Someone asked me yesterday, “How severe is Tucker’s autism?”
It’s a valid question, a question I am often asked, and a troubling question all at once. I think because there are so many factors involved in describing ‘severe autism.’
First, a history lesson (from WebMD).
The word autism has been used for nearly 100 years. The word is derived from the Greek words ‘autos.’ (Yes, I love etymology…because I’m nerdy like that). It makes sense because the word means self – and that pretty much describe autism. Self – something individual, something that each person experiences in different and unique ways.
In the 1940’s United States researchers used the term to describe children with emotional and social problems, children who are withdrawn from others. About the same time, Hans Asperger, identified a state of being (I prefer that as opposed to condition) referred to as Asperger’s.
More recently scientists developed the Autism Spectrum Disorder continuum. The continuum allows for a more fluid movement between Classic Autism, Asperger’s, PDD-NOS, Rett Syndrome, and Childhood Disintegrative Disorder (more in-depth descriptions on Day #279 – Tucker’s Version of Autism).
The question of how severe is complicated because of this spectrum definition, Tucker’s therapies, and my general human philosophy.

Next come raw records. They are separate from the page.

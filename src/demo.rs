// Copyright 2025 Cowboy AI, LLC.

//! Demo trigger surface
//!
//! The operations callers (HTTP or CLI) use to exercise the delivery engine.
//! Each operation synthesizes the fixed five-event booking lifecycle with
//! sequence numbers 1 through 5, publishes it through the chosen partition
//! strategy, and returns the delivery report after a bounded quiescent run.
//!
//! Two logical topics mirror the two demonstrations: the problem topic is
//! consumed through the unkeyed pipeline (anomalies expected), the solved
//! topic through the keyed pipeline (anomalies are defects). Both default to
//! three partitions so the unkeyed path observably interleaves.

use crate::consumer::{BookingConsumer, Strictness};
use crate::delivery::{DeliveryEngine, DeliveryReport};
use crate::errors::{DomainError, DomainResult};
use crate::events::BookingEvent;
use crate::infrastructure::{EventTransport, TopicConfig};
use crate::partitioner::PartitionStrategy;
use serde::{Deserialize, Serialize};
use std::sync::Arc;
use std::time::Duration;
use uuid::Uuid;

/// One booking to synthesize a demo lifecycle for
#[derive(Debug, Clone, PartialEq, Eq, Serialize, Deserialize)]
pub struct DemoBooking {
    /// Booking identity, the partition key under the keyed strategy
    pub booking_id: String,
    /// Customer who owns the booking
    pub customer_id: String,
    /// Flight the booking is for
    pub flight_number: String,
}

impl DemoBooking {
    /// Create a demo booking
    pub fn new(
        booking_id: impl Into<String>,
        customer_id: impl Into<String>,
        flight_number: impl Into<String>,
    ) -> Self {
        Self {
            booking_id: booking_id.into(),
            customer_id: customer_id.into(),
            flight_number: flight_number.into(),
        }
    }
}

/// Topic provisioning and run bounds for the demo pipelines
#[derive(Debug, Clone)]
pub struct DemoConfig {
    /// Topic consumed by the unkeyed problem pipeline
    pub problem_topic: TopicConfig,
    /// Topic consumed by the keyed solution pipeline
    pub solved_topic: TopicConfig,
    /// Upper bound on how long one run may wait for acknowledgments
    pub run_timeout: Duration,
}

impl Default for DemoConfig {
    fn default() -> Self {
        Self {
            problem_topic: TopicConfig::new("booking-events-problem", 3),
            solved_topic: TopicConfig::new("booking-events-solved", 3),
            run_timeout: Duration::from_secs(10),
        }
    }
}

/// Both sides of a problem/solution comparison run
#[derive(Debug, Clone, Serialize, Deserialize)]
pub struct ComparisonReport {
    /// Unkeyed pipeline outcome
    pub problem: DeliveryReport,
    /// Keyed pipeline outcome
    pub solved: DeliveryReport,
}

/// Runs the demonstration scenarios over a shared transport
///
/// Runs are serialized: each one constructs a fresh engine and consumer, so
/// reports never mix state across runs, while acknowledgment watermarks live
/// in the transport and persist the way a real broker's consumer-group
/// offsets would.
#[derive(Debug)]
pub struct DemoRunner {
    transport: Arc<dyn EventTransport>,
    config: DemoConfig,
    run_lock: tokio::sync::Mutex<()>,
}

impl DemoRunner {
    /// Create a runner over the given transport
    pub fn new(transport: Arc<dyn EventTransport>, config: DemoConfig) -> Self {
        Self {
            transport,
            config,
            run_lock: tokio::sync::Mutex::new(()),
        }
    }

    /// Publish one booking's lifecycle unkeyed: events spread round-robin
    /// across partitions and the consumer observes the resulting anomalies.
    pub async fn run_unkeyed_demo(
        &self,
        booking_id: &str,
        customer_id: &str,
        flight_number: &str,
    ) -> DomainResult<DeliveryReport> {
        let _guard = self.run_lock.lock().await;
        self.run_pipeline(
            PartitionStrategy::Unkeyed,
            &[DemoBooking::new(booking_id, customer_id, flight_number)],
        )
        .await
    }

    /// Publish one booking's lifecycle keyed: all events land on one
    /// partition and arrive in order.
    pub async fn run_keyed_demo(
        &self,
        booking_id: &str,
        customer_id: &str,
        flight_number: &str,
    ) -> DomainResult<DeliveryReport> {
        let _guard = self.run_lock.lock().await;
        self.run_pipeline(
            PartitionStrategy::Keyed,
            &[DemoBooking::new(booking_id, customer_id, flight_number)],
        )
        .await
    }

    /// Publish several bookings' lifecycles keyed, interleaved step by step.
    ///
    /// Bookings share partitions but each booking's events stay on its own
    /// partition, so per-booking order holds even under interleaved
    /// production.
    pub async fn run_multi_entity_demo(
        &self,
        bookings: &[DemoBooking],
    ) -> DomainResult<DeliveryReport> {
        if bookings.is_empty() {
            return Err(DomainError::ValidationError(
                "at least one booking is required".to_string(),
            ));
        }
        let _guard = self.run_lock.lock().await;
        self.run_pipeline(PartitionStrategy::Keyed, bookings).await
    }

    /// Run the problem and solution pipelines back to back for side-by-side
    /// comparison
    pub async fn run_comparison_demo(
        &self,
        problem: &DemoBooking,
        solved: &DemoBooking,
    ) -> DomainResult<ComparisonReport> {
        let _guard = self.run_lock.lock().await;
        let problem_report = self
            .run_pipeline(PartitionStrategy::Unkeyed, std::slice::from_ref(problem))
            .await?;
        let solved_report = self
            .run_pipeline(PartitionStrategy::Keyed, std::slice::from_ref(solved))
            .await?;
        Ok(ComparisonReport {
            problem: problem_report,
            solved: solved_report,
        })
    }

    async fn run_pipeline(
        &self,
        strategy: PartitionStrategy,
        bookings: &[DemoBooking],
    ) -> DomainResult<DeliveryReport> {
        let (topic, pipeline, strictness) = match strategy {
            PartitionStrategy::Unkeyed => (
                self.config.problem_topic.clone(),
                "problem",
                Strictness::Observing,
            ),
            PartitionStrategy::Keyed => (
                self.config.solved_topic.clone(),
                "solved",
                Strictness::Enforcing,
            ),
        };

        let run_id = Uuid::new_v4();
        tracing::info!(
            %run_id,
            pipeline,
            strategy = ?strategy,
            topic = %topic.name,
            bookings = bookings.len(),
            "starting demo run"
        );

        let engine = DeliveryEngine::new(
            Arc::clone(&self.transport),
            topic,
            strategy,
            BookingConsumer::new(pipeline, strictness),
        )
        .await?;
        engine.start_workers().await?;

        let lifecycles = bookings
            .iter()
            .map(|booking| {
                BookingEvent::demo_lifecycle(
                    &booking.booking_id,
                    &booking.customer_id,
                    &booking.flight_number,
                )
            })
            .collect::<DomainResult<Vec<_>>>()?;

        // Interleave production step by step across bookings, the way
        // independent producers would.
        let steps = lifecycles.iter().map(Vec::len).max().unwrap_or(0);
        for step in 0..steps {
            for lifecycle in &lifecycles {
                if let Some(event) = lifecycle.get(step) {
                    engine.publish_event(event).await?;
                }
            }
        }

        let drained = engine.run_until_quiescent(self.config.run_timeout).await?;
        engine.shutdown();

        let report = engine.report(run_id, drained);
        tracing::info!(
            %run_id,
            pipeline,
            drained,
            records = report.records.len(),
            "demo run finished"
        );
        Ok(report)
    }
}
// Copyright 2025 Cowboy AI, LLC.

//! Partitioned delivery engine
//!
//! The engine ties the pieces together: publishes route through the
//! partitioner onto the transport, and exactly one worker task per partition
//! consumes, classifies, validates and acknowledges. Workers of distinct
//! partitions run independently: a worker suspends only while waiting on its
//! own partition, never on another. The engine is parameterized by
//! [`PartitionStrategy`], so the problem and solution pipelines are one code
//! path differing only in strategy and consumer strictness.

use crate::consumer::{BookingConsumer, ProcessingRecord, Strictness};
use crate::errors::DomainResult;
use crate::events::BookingEvent;
use crate::infrastructure::{
    DeliveryStream, EventTransport, PublishAck, TopicConfig,
};
use crate::lifecycle::BookingState;
use crate::partitioner::{PartitionStrategy, Partitioner};
use indexmap::IndexMap;
use schemars::JsonSchema;
use serde::{Deserialize, Serialize};
use std::sync::{Arc, Mutex};
use std::time::Duration;
use tokio::task::JoinHandle;
use uuid::Uuid;

/// Per-booking tally of a delivery run
#[derive(Debug, Clone, PartialEq, Eq, Serialize, Deserialize, JsonSchema)]
pub struct BookingSummary {
    /// Lifecycle state after the last processed event
    pub final_state: BookingState,
    /// Total events processed for this booking
    pub events_processed: u64,
    /// Events classified `FIRST`
    pub first: u64,
    /// Events classified `IN_ORDER`
    pub in_order: u64,
    /// Events classified `GAP`
    pub gaps: u64,
    /// Events classified `OUT_OF_ORDER`
    pub out_of_order: u64,
    /// Events the lifecycle validator accepted
    pub accepted: u64,
    /// Events the lifecycle validator rejected
    pub rejected: u64,
}

impl BookingSummary {
    fn new(final_state: BookingState) -> Self {
        Self {
            final_state,
            events_processed: 0,
            first: 0,
            in_order: 0,
            gaps: 0,
            out_of_order: 0,
            accepted: 0,
            rejected: 0,
        }
    }

    /// Whether every event arrived in order and was accepted
    pub fn is_clean(&self) -> bool {
        self.gaps == 0 && self.out_of_order == 0 && self.rejected == 0
    }
}

/// Everything observed during one delivery run
#[derive(Debug, Clone, Serialize, Deserialize)]
pub struct DeliveryReport {
    /// Identity of the run that produced this report
    pub run_id: Uuid,
    /// Pipeline that consumed the events
    pub pipeline: String,
    /// Reporting posture of the pipeline
    pub strictness: Strictness,
    /// Partition assignment strategy used for publishing
    pub strategy: PartitionStrategy,
    /// Topic the run published to
    pub topic: String,
    /// Whether every published event was acknowledged before the run's
    /// timeout elapsed
    pub drained: bool,
    /// Every processing outcome, in the order the workers emitted them
    pub records: Vec<ProcessingRecord>,
    /// Per-booking tallies, in first-seen order
    pub bookings: IndexMap<String, BookingSummary>,
}

impl DeliveryReport {
    /// Summary for one booking, if any of its events were processed
    pub fn summary(&self, booking_id: &str) -> Option<&BookingSummary> {
        self.bookings.get(booking_id)
    }

    /// Records for one booking, in processing order
    pub fn records_for<'a>(
        &'a self,
        booking_id: &'a str,
    ) -> impl Iterator<Item = &'a ProcessingRecord> {
        self.records
            .iter()
            .filter(move |record| record.booking_id == booking_id)
    }
}

/// Routes published events to partitions and runs one consuming worker per
/// partition
///
/// Constructed per run: the topic is provisioned (idempotently), the
/// partitioner is validated, and the consumer's state starts fresh. The
/// consumer group is durable per pipeline, so acknowledgment watermarks
/// survive across runs the way they would on a real broker.
#[derive(Debug)]
pub struct DeliveryEngine {
    topic: String,
    strategy: PartitionStrategy,
    partitioner: Partitioner,
    group: String,
    transport: Arc<dyn EventTransport>,
    consumer: Arc<BookingConsumer>,
    records: Arc<Mutex<Vec<ProcessingRecord>>>,
    workers: Mutex<Vec<JoinHandle<()>>>,
}

impl DeliveryEngine {
    /// Create an engine over `topic`, provisioning it on the transport.
    ///
    /// A zero partition count is rejected here, before anything is published.
    pub async fn new(
        transport: Arc<dyn EventTransport>,
        topic: TopicConfig,
        strategy: PartitionStrategy,
        consumer: BookingConsumer,
    ) -> DomainResult<Self> {
        let partitioner = Partitioner::new(topic.partitions)?;
        transport.create_topic(topic.clone()).await?;

        let group = format!("{}-pipeline", consumer.pipeline());
        Ok(Self {
            topic: topic.name,
            strategy,
            partitioner,
            group,
            transport,
            consumer: Arc::new(consumer),
            records: Arc::new(Mutex::new(Vec::new())),
            workers: Mutex::new(Vec::new()),
        })
    }

    /// Topic this engine publishes to
    pub fn topic(&self) -> &str {
        &self.topic
    }

    /// Strategy this engine assigns partitions with
    pub fn strategy(&self) -> PartitionStrategy {
        self.strategy
    }

    /// The consumer fed by this engine's workers
    pub fn consumer(&self) -> &BookingConsumer {
        &self.consumer
    }

    /// Publish one event, routed through the partitioner.
    ///
    /// A transport failure is reported to the caller, never retried here;
    /// retry policy belongs to whoever owns the publish.
    pub async fn publish_event(&self, event: &BookingEvent) -> DomainResult<PublishAck> {
        let partition = self.partitioner.assign(self.strategy, &event.booking_id);
        let ack = self.transport.publish(&self.topic, partition, event).await?;

        tracing::debug!(
            topic = %self.topic,
            strategy = ?self.strategy,
            booking_id = %event.booking_id,
            event_type = %event.event_type,
            sequence = event.sequence_number,
            partition = ack.partition,
            offset = ack.offset,
            "event published"
        );
        Ok(ack)
    }

    /// Start exactly one worker task per partition.
    ///
    /// Each worker consumes its partition's stream in strict append order and
    /// acknowledges an event only after classification and validation have
    /// both completed, so a crash mid-processing leads to redelivery rather
    /// than a half-processed event.
    pub async fn start_workers(&self) -> DomainResult<()> {
        let mut workers = self.workers.lock().expect("worker list lock poisoned");
        for partition in 0..self.partitioner.partition_count() {
            let stream = self
                .transport
                .subscribe(&self.topic, &self.group, partition)
                .await?;
            let consumer = Arc::clone(&self.consumer);
            let records = Arc::clone(&self.records);
            workers.push(tokio::spawn(partition_worker(
                stream, consumer, records, partition,
            )));
        }
        Ok(())
    }

    /// Wait until every published event has been acknowledged, or `timeout`
    /// elapses.
    ///
    /// Returns whether the topic drained. A timeout is a legitimate end of a
    /// bounded run, not an error; it is logged and reflected in the report.
    pub async fn run_until_quiescent(&self, timeout: Duration) -> DomainResult<bool> {
        match tokio::time::timeout(timeout, self.transport.wait_until_drained(&self.topic)).await {
            Ok(result) => {
                result?;
                Ok(true)
            }
            Err(_) => {
                tracing::warn!(
                    topic = %self.topic,
                    timeout_ms = timeout.as_millis() as u64,
                    "run timed out before all events were acknowledged"
                );
                Ok(false)
            }
        }
    }

    /// Stop all partition workers
    pub fn shutdown(&self) {
        let mut workers = self.workers.lock().expect("worker list lock poisoned");
        for worker in workers.drain(..) {
            worker.abort();
        }
    }

    /// Snapshot the run's outcomes into a report
    pub fn report(&self, run_id: Uuid, drained: bool) -> DeliveryReport {
        let records = self
            .records
            .lock()
            .expect("record sink lock poisoned")
            .clone();

        let mut bookings: IndexMap<String, BookingSummary> = IndexMap::new();
        for record in &records {
            let summary = bookings
                .entry(record.booking_id.clone())
                .or_insert_with(|| BookingSummary::new(BookingState::None));
            summary.events_processed += 1;
            match record.classification {
                crate::sequence::SequenceClassification::First => summary.first += 1,
                crate::sequence::SequenceClassification::InOrder => summary.in_order += 1,
                crate::sequence::SequenceClassification::Gap { .. } => summary.gaps += 1,
                crate::sequence::SequenceClassification::OutOfOrder { .. } => {
                    summary.out_of_order += 1
                }
            }
            if record.outcome.is_accepted() {
                summary.accepted += 1;
            } else {
                summary.rejected += 1;
            }
        }
        for (booking_id, summary) in bookings.iter_mut() {
            summary.final_state = self.consumer.state_of(booking_id);
        }

        DeliveryReport {
            run_id,
            pipeline: self.consumer.pipeline().to_string(),
            strictness: self.consumer.strictness(),
            strategy: self.strategy,
            topic: self.topic.clone(),
            drained,
            records,
            bookings,
        }
    }
}

impl Drop for DeliveryEngine {
    fn drop(&mut self) {
        self.shutdown();
    }
}

async fn partition_worker(
    mut stream: Box<dyn DeliveryStream>,
    consumer: Arc<BookingConsumer>,
    records: Arc<Mutex<Vec<ProcessingRecord>>>,
    partition: u32,
) {
    while let Some(next) = stream.next_delivery().await {
        match next {
            Ok(delivered) => {
                let offset = delivered.offset;
                let record = consumer.process(&delivered);
                records
                    .lock()
                    .expect("record sink lock poisoned")
                    .push(record);

                // Ack strictly after classification and validation.
                if let Err(error) = stream.ack(offset).await {
                    tracing::error!(%error, partition, offset, "failed to acknowledge event");
                }
            }
            Err(error) => {
                tracing::error!(%error, partition, "delivery stream error");
            }
        }
    }
    tracing::debug!(partition, "partition worker finished");
}
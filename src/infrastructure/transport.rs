// Copyright 2025 Cowboy AI, LLC.

//! Event transport trait and related types
//!
//! The transport is the external collaborator boundary: a partitioned pub/sub
//! broker that preserves append order within a partition and supports
//! at-least-once delivery with explicit acknowledgment. Everything above this
//! trait is broker-agnostic; the in-memory and JetStream implementations both
//! live behind it.

use crate::events::{BookingEvent, DeliveredEvent};
use async_trait::async_trait;
use schemars::JsonSchema;
use serde::{Deserialize, Serialize};
use std::fmt;
use thiserror::Error;

/// Errors that can occur in the transport layer
///
/// The core reports these to its caller and never retries internally; retry
/// policy belongs to whoever owns the publish.
#[derive(Debug, Clone, Error, PartialEq, Eq)]
pub enum TransportError {
    /// Failed to reach the broker
    #[error("connection error: {0}")]
    Connection(String),

    /// Invalid topic configuration
    #[error("invalid topic configuration: {0}")]
    Configuration(String),

    /// Publish was not accepted by the broker
    #[error("publish failed: {0}")]
    Publish(String),

    /// Subscription could not be established
    #[error("subscribe failed: {0}")]
    Subscribe(String),

    /// Acknowledgment was not accepted by the broker
    #[error("acknowledgment failed: {0}")]
    Ack(String),

    /// Payload could not be encoded or decoded
    #[error("serialization error: {0}")]
    Serialization(String),

    /// Topic has not been provisioned
    #[error("unknown topic: {0}")]
    UnknownTopic(String),

    /// Partition index outside the topic's range
    #[error("partition {partition} out of range for topic {topic}")]
    UnknownPartition {
        /// Topic the publish or subscribe targeted
        topic: String,
        /// Offending partition index
        partition: u32,
    },
}

/// Provisioning data for one logical topic
#[derive(Debug, Clone, PartialEq, Eq, Serialize, Deserialize, JsonSchema)]
pub struct TopicConfig {
    /// Topic name
    pub name: String,
    /// Number of partitions
    pub partitions: u32,
}

impl TopicConfig {
    /// Create a topic configuration
    pub fn new(name: impl Into<String>, partitions: u32) -> Self {
        Self {
            name: name.into(),
            partitions,
        }
    }
}

/// Broker acknowledgment of a successful publish
#[derive(Debug, Clone, PartialEq, Eq, Serialize, Deserialize, JsonSchema)]
pub struct PublishAck {
    /// Topic the event was appended to
    pub topic: String,
    /// Partition the event was appended to
    pub partition: u32,
    /// Offset of the event within the partition
    pub offset: u64,
}

/// A partitioned pub/sub transport
///
/// Guarantees required of implementations: within one partition, consumption
/// order equals append order exactly; across partitions there is no ordering
/// relationship. Publish failures are reported, never silently dropped.
#[async_trait]
pub trait EventTransport: Send + Sync + fmt::Debug {
    /// Provision a topic. Idempotent for an unchanged configuration.
    async fn create_topic(&self, config: TopicConfig) -> Result<(), TransportError>;

    /// Number of partitions of a provisioned topic
    async fn partition_count(&self, topic: &str) -> Result<u32, TransportError>;

    /// Append an event to the named partition of a topic
    async fn publish(
        &self,
        topic: &str,
        partition: u32,
        event: &BookingEvent,
    ) -> Result<PublishAck, TransportError>;

    /// Subscribe one consumer of `group` to a single partition.
    ///
    /// Delivery resumes from the group's acknowledgment watermark: events the
    /// group never acknowledged are delivered again (at-least-once). Exactly
    /// one live subscriber per (group, partition) is supported; a later
    /// subscribe replaces the earlier one.
    async fn subscribe(
        &self,
        topic: &str,
        group: &str,
        partition: u32,
    ) -> Result<Box<dyn DeliveryStream>, TransportError>;

    /// Resolve once every event published to the topic has been acknowledged
    /// by every subscribed group. Callers bound this with their own timeout.
    async fn wait_until_drained(&self, topic: &str) -> Result<(), TransportError>;
}

/// Lazy, ordered sequence of events from one partition
///
/// Conceptually unbounded; finite only for a bounded demo run. Consumers must
/// acknowledge each event explicitly after processing it; acknowledgment is
/// what advances the redelivery watermark.
#[async_trait]
pub trait DeliveryStream: Send {
    /// Next event in strict append order, or `None` when the stream is closed
    async fn next_delivery(&mut self) -> Option<Result<DeliveredEvent, TransportError>>;

    /// Acknowledge processing of the event at `offset`
    async fn ack(&mut self, offset: u64) -> Result<(), TransportError>;
}
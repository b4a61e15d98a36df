// Copyright 2025 Cowboy AI, LLC.

//! Partition assignment strategies
//!
//! The partitioner maps an event to a partition index. The `Unkeyed` strategy
//! spreads events round-robin with no regard for identity: events of one
//! booking land on different partitions and lose their mutual ordering. The
//! `Keyed` strategy hashes the booking identity, so every event of a booking
//! lands on the same partition and per-booking order is preserved.

use crate::errors::{DomainError, DomainResult};
use schemars::JsonSchema;
use serde::{Deserialize, Serialize};
use std::sync::atomic::{AtomicU64, Ordering};

/// How events are assigned to partitions
#[derive(Debug, Clone, Copy, PartialEq, Eq, Serialize, Deserialize, JsonSchema)]
#[serde(rename_all = "snake_case")]
pub enum PartitionStrategy {
    /// No partition key: round-robin over all partitions, no ordering guarantee
    /// across events of the same booking
    Unkeyed,
    /// Partition key = booking identity: deterministic assignment, per-booking
    /// ordering guaranteed
    Keyed,
}

/// Deterministic 64-bit FNV-1a hash used for keyed partition selection.
///
/// Stability across processes and toolchains is the point here, which rules
/// out `std`'s `DefaultHasher`.
pub fn stable_hash(key: impl AsRef<[u8]>) -> u64 {
    const OFFSET_BASIS: u64 = 0xcbf29ce484222325;
    const PRIME: u64 = 0x100000001b3;
    key.as_ref().iter().fold(OFFSET_BASIS, |hash, byte| {
        (hash ^ u64::from(*byte)).wrapping_mul(PRIME)
    })
}

/// Assigns events to partitions under a [`PartitionStrategy`]
#[derive(Debug)]
pub struct Partitioner {
    partition_count: u32,
    next_unkeyed: AtomicU64,
}

impl Partitioner {
    /// Create a partitioner over `partition_count` partitions.
    ///
    /// A zero partition count is a configuration error, rejected here rather
    /// than deferred to the first assignment.
    pub fn new(partition_count: u32) -> DomainResult<Self> {
        if partition_count == 0 {
            return Err(DomainError::ConfigurationError(
                "partition count must be positive".to_string(),
            ));
        }
        Ok(Self {
            partition_count,
            next_unkeyed: AtomicU64::new(0),
        })
    }

    /// Number of partitions this partitioner assigns over
    pub fn partition_count(&self) -> u32 {
        self.partition_count
    }

    /// Assign a partition for the given booking identity.
    ///
    /// `Keyed` assignment is a pure function of `(booking_id, partition_count)`;
    /// `Unkeyed` assignment deliberately is not.
    pub fn assign(&self, strategy: PartitionStrategy, booking_id: &str) -> u32 {
        match strategy {
            PartitionStrategy::Unkeyed => {
                let next = self.next_unkeyed.fetch_add(1, Ordering::Relaxed);
                (next % u64::from(self.partition_count)) as u32
            }
            PartitionStrategy::Keyed => {
                (stable_hash(booking_id) % u64::from(self.partition_count)) as u32
            }
        }
    }
}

The spectrum is awesome and awful all at the same time. Tucker bounces between PDD-NOS and Asperger’s – but all for different reasons and in different environments. That’s awesome because we aren’t pigeon-holed into one thing and as we all know autism, itself, is quite fluid. It’s awful because it’s difficult to develop therapies that will definitely work with a given, specific diagnosis. It’s often a crap shoot – but we’re okay with that. How ‘severe’ is Tucker’s autism? I don’t know – it depends on the day and the situation.
How severe is Tucker’s autism? Do you mean now or then? With or without all of the therapies? I have no idea how severe it is. Now – it doesn’t seem like a huge deal, but is that because we’re accustomed to his needs? Is it because all of the time spent with SLP’s, OT’s, and PT’s was successful? I have no idea what his life would be like if we hadn’t spent so much time in the first few years helping him to acclimate, cope, and advocate.
My human philosophy. To decide how ‘severe’ his autism is I would have to compare him to someone else with autism. Who should I compare him to and how do I make the decision about which is worse, or better?
Is it better to…
have a child who has limited verbal skills, therefore limited spontaneous conversation.
have Tucker whose verbal skills are fairly neurotypical but watch him struggle with implicit social rules.
Is it better to…
have a child who has limited life skills and know will never leave home.
have Tucker and constantly wonder and worry about what his future will look like.
Is it better to…
have a child that you know will have specialized individualized instruction at school in a separate Special Education classroom.
have a child who is cognitively equal to their peers so is in the General Education population, but knows he is not like the other students.
I dont’ know. I don’t know how severe Tucker’s autism is nor do I care. So my answer was filled with a lot of ‘um, well, don’t know, depends, not sure, who knows.’
The bottom line? It just doesn’t matter. He is who he is and we are madly in love with that boy who is slowly, but surely, becoming a man.